■ **HOW TO COMPLETE THIS TASK**:
Below are entries. Pull out all lines containing "frameType".

Collected data:
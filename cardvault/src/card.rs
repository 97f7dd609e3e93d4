//! Card records as served by the upstream API.

use serde::{Deserialize, Serialize};

/// One card from the public card database.
///
/// Only the flat scalar fields are modeled; nested payload sections
/// (`card_sets`, `card_images`, `card_prices`, `pend_desc`, `monster_desc`,
/// `linkmarkers`, `banlist_info`) are dropped at deserialization and never
/// reach the table, as are any extra fields the API grows later. Records are
/// immutable once fetched; a new fetch replaces the whole set.
#[derive(Clone, Debug, PartialEq, Serialize, Deserialize)]
pub struct Card {
    pub id: i64,
    pub name: String,
    #[serde(rename = "type")]
    pub card_type: String,
    #[serde(rename = "humanReadableCardType", default)]
    pub human_readable_card_type: Option<String>,
    #[serde(rename = "frameType", default)]
    pub frame_type: Option<String>,
    pub desc: String,
    #[serde(default)]
    pub race: Option<String>,
    #[serde(default)]
    pub archetype: Option<String>,
    #[serde(default)]
    pub ygoprodeck_url: Option<String>,
    /// Monster typeline as the API sends it (a list); stored as one text value.
    #[serde(default)]
    pub typeline: Option<Vec<String>>,
    #[serde(default)]
    pub atk: Option<i64>,
    #[serde(default)]
    pub def: Option<i64>,
    #[serde(default)]
    pub level: Option<i64>,
    #[serde(default)]
    pub scale: Option<i64>,
    #[serde(default)]
    pub linkval: Option<i64>,
    #[serde(default)]
    pub attribute: Option<String>,
}

impl Card {
    /// Typeline coerced to a single text value for materialization.
    #[must_use]
    pub fn typeline_text(&self) -> Option<String> {
        self.typeline.as_ref().map(|parts| parts.join(", "))
    }
}

#[cfg(test)]
mod tests {
    use super::*;

    #[test]
    fn deserializes_monster_payload_and_ignores_nested_sections() {
        let raw = serde_json::json!({
            "id": 46986414,
            "name": "Dark Magician",
            "type": "Normal Monster",
            "humanReadableCardType": "Normal Monster",
            "frameType": "normal",
            "desc": "The ultimate wizard in terms of attack and defense.",
            "race": "Spellcaster",
            "archetype": "Dark Magician",
            "ygoprodeck_url": "https://ygoprodeck.com/card/dark-magician-4003",
            "typeline": ["Spellcaster", "Normal"],
            "atk": 2500,
            "def": 2100,
            "level": 7,
            "attribute": "DARK",
            "card_sets": [{"set_name": "Legend of Blue Eyes"}],
            "card_images": [{"id": 46986414}],
            "card_prices": [{"cardmarket_price": "0.20"}],
            "banlist_info": {"ban_tcg": "Unlimited"}
        });

        let card: Card = serde_json::from_value(raw).unwrap();
        assert_eq!(card.name, "Dark Magician");
        assert_eq!(card.card_type, "Normal Monster");
        assert_eq!(card.atk, Some(2500));
        assert_eq!(card.typeline_text().as_deref(), Some("Spellcaster, Normal"));
    }

    #[test]
    fn deserializes_spell_payload_without_battle_stats() {
        let raw = serde_json::json!({
            "id": 53129443,
            "name": "Dark Hole",
            "type": "Spell Card",
            "desc": "Destroy all monsters on the field.",
            "race": "Normal",
            "frameType": "spell"
        });

        let card: Card = serde_json::from_value(raw).unwrap();
        assert_eq!(card.atk, None);
        assert_eq!(card.level, None);
        assert_eq!(card.typeline_text(), None);
        assert_eq!(card.attribute, None);
    }

    #[test]
    fn snapshot_round_trip_preserves_renamed_fields() {
        let card = Card {
            id: 1,
            name: "Test".into(),
            card_type: "Effect Monster".into(),
            human_readable_card_type: Some("Effect Monster".into()),
            frame_type: Some("effect".into()),
            desc: "Does things.".into(),
            race: Some("Dragon".into()),
            archetype: None,
            ygoprodeck_url: None,
            typeline: Some(vec!["Dragon".into(), "Effect".into()]),
            atk: Some(1000),
            def: Some(500),
            level: Some(4),
            scale: None,
            linkval: None,
            attribute: Some("LIGHT".into()),
        };

        let json = serde_json::to_string(&card).unwrap();
        assert!(json.contains("\"type\":\"Effect Monster\""));
        let parsed: Card = serde_json::from_str(&json).unwrap();
        assert_eq!(card, parsed);
    }
}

■ **SOLVED PROBLEM**:
    #[serde(rename = "frameType", default)]
            "frameType": "normal",
            "frameType": "spell"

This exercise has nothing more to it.